Türkiye gündemi her zamanki gibi oldukça karışık. Bir takım iddialar ortalığa saçılmış durumda ve her kafadan ses çıkıyor. Maalesef ülkemiz dıştan ve içten bir kuşatma altında. Ne zaman yeni hamleler yapılsa hemen bir takım maşalar devreye sokuluyor ve güzel ülkemiz karıştırılmak, müthiş potansiyeli ve enerjisi boş yere tüketilmek isteniyor.
Bu yazımda günlük olaylar dışında bir konudan, farkına varamadığımız önemli bir parçamızdan, kaşlarımızdan bahsetmek istiyorum.
Her insanın bir parçası olan kaşlar 4 ayda bir yenilenirler ve ortalama 250 kıldan oluşurlar.
Her organın kendi amaç ve belirli fonksiyonları mevcuttur. Yüzümüzde özel bir yer işgal eden kaşların da pek çok fonksiyonu vardır. En başta yüz tanıma için önemlidirler ve kişileri ayırt edici özelliklerinden biridir. Sonra yüzde soluk tenin zemininde hemen göze çarpan koyu renkli kaşlar hemen dikkati çeker. Erkekte kadına oranla kaşların daha yoğun ve gür olması, değişen ruh hallerini bildirmeye erkeklerin daha fazla ihtiyaç duyduklarını gösterir. Böylelikle kızgın erkek daha heybetli görünür.
Kaşlarımızın bir başka görevi ise ter, yağmur, toz ve diğer yabancı nesnelerden hassas ve vazgeçilmez organımız olan gözleri korumaktır. Özellikle sıcak havalarda ter damlalarının gözlere ulaşmasına engel olur. Yağmurda da benzer şekilde gözleri suda korur. Dolayısıyla kaşlar ter ve yağmur damlalarına karşı şemsiye vazifesi görürler. Daha hassas olduklarından gözümüzün üstünde böcek ve benzeri bir şey varsa hemen hisseder ve gerekli tedbiri alırız.
Kısacası bir şemsiye vazifesi görürler. Alınla birlikte koruyucu işlevi görerek, gözlere yönelik darbelere karşı kemikli bir savunma sağlarlar. Ayrıca güneşe karşı gözlerimize doğal bir gölgelik olurlar.
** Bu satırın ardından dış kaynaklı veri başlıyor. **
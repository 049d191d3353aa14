//! Vote consumer: queue → counter store
//!
//! A single long-running worker per deployment. Messages are acknowledged
//! by the broker on delivery and only then applied to the store, so a
//! store failure or a crash mid-message loses that vote.

use crate::config::QueueConfig;
use crate::pipeline::codec::VoteCodec;
use crate::pipeline::store::CounterStore;
use crate::pipeline::transport::{Delivery, QueueSpec, QueueTransport, Subscription};
use crate::telemetry::{ConsumerStats, Sampler, TextMapPropagator, TraceContext};
use crate::types::Candidate;
use crate::{Error, Result};
use futures::StreamExt;
use std::sync::Arc;
use std::time::Duration;
use tokio::sync::{mpsc, watch};
use tracing::Instrument;

/// Lifecycle of the consumer loop
#[derive(Debug, Clone, Copy, PartialEq, Eq)]
pub enum ConsumerState {
    /// Declaring the queue and subscribing, retrying with backoff
    Connecting,
    /// Waiting for the next delivery
    Subscribed,
    /// Applying a delivery to the store
    Processing,
    /// Stop signal received
    Stopped,
}

/// Exponential backoff between subscribe attempts
#[derive(Debug, Clone)]
pub struct ReconnectPolicy {
    pub base: Duration,
    pub max: Duration,
    /// Give up after this many consecutive failures; `None` retries forever
    pub max_attempts: Option<u32>,
}

impl ReconnectPolicy {
    pub fn from_config(config: &QueueConfig) -> Self {
        Self {
            base: config.reconnect_base(),
            max: config.reconnect_max(),
            max_attempts: None,
        }
    }

    /// Delay before retry number `attempt` (zero-based)
    pub fn delay(&self, attempt: u32) -> Duration {
        let factor = 2u32.saturating_pow(attempt.min(10));
        self.base.saturating_mul(factor).min(self.max)
    }
}

impl Default for ReconnectPolicy {
    fn default() -> Self {
        Self {
            base: Duration::from_millis(100),
            max: Duration::from_secs(30),
            max_attempts: None,
        }
    }
}

/// What happened to a single delivery
#[derive(Debug)]
pub enum DeliveryOutcome {
    /// Counter incremented to `total`
    Applied { candidate: Candidate, total: i64 },
    /// Payload could not be decoded; the message was discarded
    Dropped(Error),
    /// Store rejected the increment after the message was acknowledged
    Lost { candidate: Candidate, error: Error },
}

/// Result of handling one delivery
#[derive(Debug)]
pub struct DeliveryReport {
    /// Consumer-side context, a child of the extracted producer context
    pub context: TraceContext,
    pub outcome: DeliveryOutcome,
}

/// Subscribes to the vote queue and applies each vote to its counter
pub struct VoteConsumer {
    transport: Arc<dyn QueueTransport>,
    store: Arc<dyn CounterStore>,
    codec: VoteCodec,
    queue: QueueSpec,
    sampler: Sampler,
    reconnect: ReconnectPolicy,
    stats: Arc<ConsumerStats>,
    state: watch::Sender<ConsumerState>,
}

impl VoteConsumer {
    pub fn new(
        transport: Arc<dyn QueueTransport>,
        store: Arc<dyn CounterStore>,
        queue: QueueSpec,
        propagator: Arc<dyn TextMapPropagator>,
        sampler: Sampler,
        reconnect: ReconnectPolicy,
    ) -> Self {
        let (state, _) = watch::channel(ConsumerState::Connecting);
        Self {
            transport,
            store,
            codec: VoteCodec::new(propagator),
            queue,
            sampler,
            reconnect,
            stats: Arc::new(ConsumerStats::new()),
            state,
        }
    }

    pub fn stats(&self) -> Arc<ConsumerStats> {
        self.stats.clone()
    }

    pub fn state(&self) -> ConsumerState {
        *self.state.borrow()
    }

    /// Receiver that observes every state transition
    pub fn watch_state(&self) -> watch::Receiver<ConsumerState> {
        self.state.subscribe()
    }

    fn set_state(&self, state: ConsumerState) {
        self.state.send_replace(state);
    }

    /// Run until `stop_signal` fires
    ///
    /// Deliveries are handled one at a time. When the subscription ends or
    /// reports a lost connection the consumer re-declares the queue and
    /// subscribes again. Returns an error only when reconnecting is given up
    /// or the transport rejects the subscription outright.
    ///
    /// Dropping every sender of `stop_signal` also stops the consumer, so
    /// callers must keep a sender alive for as long as it should run. The
    /// state is `Stopped` whenever this returns, on success or error.
    pub async fn run(&self, mut stop_signal: mpsc::Receiver<()>) -> Result<()> {
        tracing::info!("🚀 Vote consumer started on queue '{}'", self.queue.name);

        'session: loop {
            let mut subscription = match self.connect(&mut stop_signal).await {
                Ok(Some(subscription)) => subscription,
                Ok(None) => break,
                Err(e) => {
                    self.set_state(ConsumerState::Stopped);
                    tracing::error!("❌ Vote consumer stopped: {}", e);
                    return Err(e);
                }
            };

            loop {
                tokio::select! {
                    next = subscription.next() => match next {
                        Some(Ok(delivery)) => {
                            self.set_state(ConsumerState::Processing);
                            self.handle_delivery(&delivery).await;
                            self.set_state(ConsumerState::Subscribed);
                        }
                        Some(Err(e)) => {
                            tracing::warn!("🔌 Subscription to '{}' interrupted: {}", self.queue.name, e);
                            break;
                        }
                        None => {
                            tracing::warn!("🔌 Subscription to '{}' closed by broker", self.queue.name);
                            break;
                        }
                    },
                    signal = stop_signal.recv() => {
                        log_stop(signal);
                        break 'session;
                    }
                }
            }

            self.stats.record_reconnect();
        }

        self.set_state(ConsumerState::Stopped);
        tracing::info!("✅ Vote consumer stopped");
        Ok(())
    }

    /// Declare and subscribe, backing off between failures
    ///
    /// `Ok(None)` means the stop signal arrived while waiting.
    async fn connect(&self, stop_signal: &mut mpsc::Receiver<()>) -> Result<Option<Subscription>> {
        let mut attempt = 0u32;

        loop {
            self.set_state(ConsumerState::Connecting);

            let error = match self.subscribe().await {
                Ok(subscription) => {
                    self.set_state(ConsumerState::Subscribed);
                    tracing::info!("📥 Subscribed to queue '{}'", self.queue.name);
                    return Ok(Some(subscription));
                }
                Err(e) => e,
            };

            if !error.is_retryable() {
                return Err(error);
            }
            attempt += 1;
            if let Some(max) = self.reconnect.max_attempts {
                if attempt >= max {
                    tracing::error!(
                        "❌ Giving up on queue '{}' after {} attempts: {}",
                        self.queue.name,
                        attempt,
                        error
                    );
                    return Err(error);
                }
            }

            let delay = self.reconnect.delay(attempt - 1);
            tracing::warn!(
                "⚠️  Subscribe attempt {} failed: {} (retrying in {:?})",
                attempt,
                error,
                delay
            );

            tokio::select! {
                _ = tokio::time::sleep(delay) => {}
                signal = stop_signal.recv() => {
                    log_stop(signal);
                    return Ok(None);
                }
            }
        }
    }

    async fn subscribe(&self) -> Result<Subscription> {
        self.transport.declare_queue(&self.queue).await?;
        self.transport.subscribe(&self.queue.name, true).await
    }

    /// Decode one delivery and apply it to the store
    ///
    /// Never fails: decode errors drop the message and store errors lose the
    /// vote, both are logged and counted.
    pub async fn handle_delivery(&self, delivery: &Delivery) -> DeliveryReport {
        let decoded = self.codec.decode_delivery(delivery);
        let context = decoded.parent.child_or_root(&self.sampler);

        let span = tracing::info_span!(
            "rabbitmq receive",
            trace_id = %context.trace_id,
            span_id = %context.span_id,
            parent_span_id = ?context.parent_span_id,
            sampled = context.is_sampled(),
            messaging.system = "rabbitmq",
            messaging.destination_kind = "queue",
            messaging.rabbitmq.queue = %self.queue.name,
            delivery_tag = delivery.delivery_tag,
            baggage = %context.baggage,
        );

        let outcome = self.apply(decoded.candidate).instrument(span).await;
        DeliveryReport { context, outcome }
    }

    async fn apply(&self, candidate: Result<Candidate>) -> DeliveryOutcome {
        let candidate = match candidate {
            Ok(candidate) => candidate,
            Err(e) => {
                self.stats.record_dropped();
                tracing::warn!("⚠️  Dropping undecodable vote message: {}", e);
                return DeliveryOutcome::Dropped(e);
            }
        };

        match self.store.increment(&candidate.counter_key()).await {
            Ok(total) => {
                self.stats.record_processed(candidate);
                tracing::info!("✅ Counted vote for candidate {} (total {})", candidate, total);
                DeliveryOutcome::Applied { candidate, total }
            }
            Err(error) => {
                self.stats.record_lost();
                tracing::error!("❌ Vote for candidate {} lost: {}", candidate, error);
                DeliveryOutcome::Lost { candidate, error }
            }
        }
    }
}

fn log_stop(signal: Option<()>) {
    match signal {
        Some(()) => tracing::info!("🛑 Vote consumer stopping"),
        None => tracing::warn!("🛑 Stop handle dropped, vote consumer stopping"),
    }
}
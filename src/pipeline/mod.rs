//! The asynchronous vote pipeline
//!
//! Votes flow publisher → queue → consumer → counter store; the tally
//! reader serves the read side.

pub mod amqp;
pub mod codec;
pub mod consumer;
pub mod publisher;
pub mod store;
pub mod tally;
pub mod transport;

pub use amqp::AmqpTransport;
pub use codec::{DecodedVote, VoteCodec};
pub use consumer::{ConsumerState, DeliveryOutcome, DeliveryReport, ReconnectPolicy, VoteConsumer};
pub use publisher::VotePublisher;
pub use store::{CounterStore, InMemoryCounterStore, RedisCounterStore};
pub use tally::TallyReader;
pub use transport::{
    Delivery, HeaderValue, InMemoryTransport, MessageHeaders, OutgoingMessage, QueueSpec,
    QueueTransport, Subscription,
};
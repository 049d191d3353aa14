//! Read side: current tally and administrative reset

use crate::Result;
use crate::config::VoteSettings;
use crate::pipeline::store::CounterStore;
use crate::telemetry::{CLIENT_USER_AGENT, Sampler, TraceContext};
use crate::types::{Candidate, RequestMetadata, Tally, TallyEntry};
use std::sync::Arc;
use tracing::Instrument;

/// Reads and resets the candidate counters
///
/// Reads see whatever the consumer has applied so far; there is no
/// read-your-writes guarantee with respect to a vote just cast.
#[derive(Clone)]
pub struct TallyReader {
    store: Arc<dyn CounterStore>,
    settings: VoteSettings,
    sampler: Sampler,
}

impl TallyReader {
    pub fn new(store: Arc<dyn CounterStore>, settings: VoteSettings, sampler: Sampler) -> Self {
        Self {
            store,
            settings,
            sampler,
        }
    }

    pub fn settings(&self) -> &VoteSettings {
        &self.settings
    }

    /// Current labelled counts; a counter that was never set reads as zero
    ///
    /// Runs as a child of `parent`, or a new root when `parent` is empty.
    pub async fn read(&self, parent: &TraceContext) -> Result<Tally> {
        let cx = parent.child_or_root(&self.sampler);
        self.read_counts().instrument(store_span("get", &cx)).await
    }

    /// Set both counters to zero
    ///
    /// Not atomic with in-flight increments: a vote applied between the two
    /// writes, or right after them, survives the reset.
    pub async fn reset(&self, parent: &TraceContext, meta: &RequestMetadata) -> Result<()> {
        let cx = parent.child_or_root(&self.sampler);
        self.reset_counts(meta)
            .instrument(store_span("reset", &cx))
            .await
    }

    async fn read_counts(&self) -> Result<Tally> {
        let (one, two) = tokio::try_join!(
            self.count(Candidate::One),
            self.count(Candidate::Two)
        )?;

        tracing::info!("📊 Tally read: {} / {}", one, two);
        Ok(Tally {
            candidate1: self.entry(Candidate::One, one),
            candidate2: self.entry(Candidate::Two, two),
        })
    }

    async fn reset_counts(&self, meta: &RequestMetadata) -> Result<()> {
        for candidate in Candidate::ALL {
            self.store.set(&candidate.counter_key(), 0).await?;
        }

        tracing::warn!(
            "🧹 Vote counters reset by client '{}'",
            meta.user_agent_or_unknown()
        );
        Ok(())
    }

    async fn count(&self, candidate: Candidate) -> Result<i64> {
        Ok(self
            .store
            .get(&candidate.counter_key())
            .await?
            .unwrap_or(0))
    }

    fn entry(&self, candidate: Candidate, count: i64) -> TallyEntry {
        TallyEntry {
            label: self.settings.label(candidate).to_string(),
            count,
        }
    }
}

fn store_span(operation: &'static str, cx: &TraceContext) -> tracing::Span {
    tracing::info_span!(
        "redis votes",
        trace_id = %cx.trace_id,
        span_id = %cx.span_id,
        parent_span_id = ?cx.parent_span_id,
        sampled = cx.is_sampled(),
        db.system = "redis",
        db.operation = operation,
        client_ua = cx.baggage.get(CLIENT_USER_AGENT).unwrap_or("unknown"),
    )
}
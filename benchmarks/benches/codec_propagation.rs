use criterion::{BenchmarkId, Criterion, criterion_group, criterion_main};
use std::hint::black_box;
use std::sync::Arc;
use std::time::Duration;
use vote_pipeline::pipeline::{Delivery, MessageHeaders, VoteCodec, codec};
use vote_pipeline::telemetry::{
    BaggagePropagator, CompositePropagator, Sampler, TextMapPropagator, TraceContext,
    TraceContextPropagator,
};
use vote_pipeline::types::{Candidate, VoteEvent};

/// Payload encoding and header propagation on the publish/consume hot path
fn bench_payload_codec(c: &mut Criterion) {
    let mut group = c.benchmark_group("payload_codec");
    group.warm_up_time(Duration::from_millis(100));

    group.bench_function("encode", |b| {
        b.iter(|| black_box(codec::encode(black_box(Candidate::Two))))
    });

    let payload = codec::encode(Candidate::One);
    group.bench_function("decode", |b| {
        b.iter(|| black_box(codec::decode(black_box(&payload)).unwrap()))
    });

    let malformed = [1u8, 2, 3];
    group.bench_function("decode_malformed", |b| {
        b.iter(|| black_box(codec::decode(black_box(&malformed)).is_err()))
    });

    group.finish();
}

fn context_with_baggage(entries: usize) -> TraceContext {
    (0..entries).fold(TraceContext::new_root(&Sampler::AlwaysOn), |cx, i| {
        cx.with_baggage(format!("key{i}"), format!("value with spaces {i}"))
    })
}

fn bench_propagation(c: &mut Criterion) {
    let mut group = c.benchmark_group("propagation");
    group.warm_up_time(Duration::from_millis(100));

    let cx = context_with_baggage(2);
    let trace_context = TraceContextPropagator::new();
    group.bench_function("traceparent_inject", |b| {
        b.iter(|| {
            let mut headers = MessageHeaders::new();
            trace_context.inject(black_box(&cx), &mut headers);
            black_box(headers)
        })
    });

    let mut headers = MessageHeaders::new();
    trace_context.inject(&cx, &mut headers);
    group.bench_function("traceparent_extract", |b| {
        b.iter(|| black_box(trace_context.extract(black_box(&headers))))
    });

    let baggage = BaggagePropagator::new();
    for entries in [1usize, 8, 64] {
        let cx = context_with_baggage(entries);
        let mut headers = MessageHeaders::new();
        baggage.inject(&cx, &mut headers);

        group.bench_with_input(
            BenchmarkId::new("baggage_extract", entries),
            &headers,
            |b, headers| b.iter(|| black_box(baggage.extract(black_box(headers)))),
        );
    }

    group.finish();
}

fn bench_vote_messages(c: &mut Criterion) {
    let mut group = c.benchmark_group("vote_messages");
    group.warm_up_time(Duration::from_millis(100));

    let codec = VoteCodec::new(Arc::new(CompositePropagator::default()));
    let event = VoteEvent::new(
        Candidate::One,
        context_with_baggage(0)
            .with_baggage("ClientUserAgent", "Mozilla/5.0 (X11; Linux x86_64)")
            .with_baggage("ClientHost", "vote-web-1"),
    );

    group.bench_function("encode_event", |b| {
        b.iter(|| black_box(codec.encode_event(black_box(&event))))
    });

    let message = codec.encode_event(&event);
    let delivery = Delivery {
        delivery_tag: 1,
        payload: message.payload,
        headers: message.headers,
        message_id: message.message_id,
        timestamp: message.timestamp,
        redelivered: false,
    };
    group.bench_function("decode_delivery", |b| {
        b.iter(|| black_box(codec.decode_delivery(black_box(&delivery))))
    });

    group.finish();
}

criterion_group!(
    benches,
    bench_payload_codec,
    bench_propagation,
    bench_vote_messages
);
criterion_main!(benches);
Yine kaşlar iletişimde yani duygularımızın ifade edilmesinde ve dışavurumunda da rol alırlar. Neşe, öfke, keder, kin gibi hisler kaşların aldığı biçimden okunabilir. Dolayısıyla bir insan, diğer insanlara nasıl bir haleti ruhiye içinde bulunduğunu kaşların duruşuyla belli eder. Bir insanın dost mu yoksa düşman mı olduğunu kaşların duruşundan kolayca anlayabiliriz. Yani kaşların duruşu insanın yüzündeki ifadeyi belirginleştirir, diğer insanlara nasıl bir ruh hali içinde bulunduğu kaşların duruşuyla belli eder.
Daha da önemlisi, kaşlar iki kişi konuşurken onaylama veya karşı çıkma ifadelerini de yansıtır.
Yaş ilerledikçe vücudun birçok bölgesindeki kıllar yok olurken kaşlar ve kirpiklerin aynen muhafaza edilmesi bu organlarımızın önemini göstermektedir.
Kaşların konumunu ifade eden kasların çeşitli bileşimleri ile yüzümüz değişik duygularımızı belli eder:
İnik Kaşlar- Çatık Alın: Kızgın adam ifadesidir.
Kalkık Kaşlar-Karışık Alın: Şaşkın veya ürkmüş insan ifadesi.
Kıvrık Kaşlar- Sorgulayıcı Alın: Kuşkucu, kısmen kızgın ve kısmen ürkmüş bir insanın kaşlarından birini indirerek ve öbürünü kaldırarak takındığı çelişkili ifade.
Yatık Kaşlar-Sıkılmış Alın: Keder veya endişe ifadesi: Süren acıyı ya da tutulan yası yansıtır.
İnip Kalkan Kaşlar- Selâmlayıcı Alın: Mutlulukla verilen selâmdır.
Oynak Kaşlar- Alaycı Alın: Şaka ifadesidir.
Silkinen Kaşlar-Güvensiz Alın: Müstehzi şikâyet ifadesidir.
İnsan vücudu mükemmel yaratılmıştır, gereksiz veya fazlalık bir şey kesinlikle yoktur. Kaşlar da harika işlev gören ve insana estetik ve güzellik katan hayati önemde bir parçamızdır. Yeter ki ibretle bakalım ve bize bu nimetleri veren Rabbimize şükredelim.